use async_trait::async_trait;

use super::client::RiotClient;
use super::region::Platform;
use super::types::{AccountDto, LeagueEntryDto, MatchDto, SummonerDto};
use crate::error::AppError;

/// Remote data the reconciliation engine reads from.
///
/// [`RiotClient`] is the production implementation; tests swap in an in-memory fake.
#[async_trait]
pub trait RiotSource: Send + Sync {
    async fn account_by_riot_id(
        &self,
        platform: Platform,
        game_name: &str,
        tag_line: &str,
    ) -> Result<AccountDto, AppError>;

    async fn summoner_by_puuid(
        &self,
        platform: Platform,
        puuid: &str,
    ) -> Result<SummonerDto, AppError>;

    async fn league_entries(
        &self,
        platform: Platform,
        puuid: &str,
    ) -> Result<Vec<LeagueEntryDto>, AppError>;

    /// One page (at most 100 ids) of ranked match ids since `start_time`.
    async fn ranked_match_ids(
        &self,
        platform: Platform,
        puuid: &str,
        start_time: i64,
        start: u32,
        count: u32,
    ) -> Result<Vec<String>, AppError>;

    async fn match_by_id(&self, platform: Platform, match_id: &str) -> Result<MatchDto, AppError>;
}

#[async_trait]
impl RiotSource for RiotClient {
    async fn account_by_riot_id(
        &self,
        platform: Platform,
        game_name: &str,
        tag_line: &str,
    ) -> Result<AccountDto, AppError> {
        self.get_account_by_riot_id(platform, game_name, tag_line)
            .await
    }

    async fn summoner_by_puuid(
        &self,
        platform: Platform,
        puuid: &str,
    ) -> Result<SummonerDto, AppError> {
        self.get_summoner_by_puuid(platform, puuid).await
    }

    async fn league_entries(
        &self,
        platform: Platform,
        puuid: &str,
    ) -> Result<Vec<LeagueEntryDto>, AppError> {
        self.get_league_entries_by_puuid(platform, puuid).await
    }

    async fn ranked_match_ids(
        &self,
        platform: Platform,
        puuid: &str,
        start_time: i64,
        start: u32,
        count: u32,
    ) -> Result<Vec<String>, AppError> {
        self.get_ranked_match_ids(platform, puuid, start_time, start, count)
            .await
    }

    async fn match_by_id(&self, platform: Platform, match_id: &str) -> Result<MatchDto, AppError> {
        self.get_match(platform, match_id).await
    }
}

_Exercise instructions_:
Please give the number of lines in the data above where the word "MatchDto" appears, and nothing besides.

_Written reply_:
3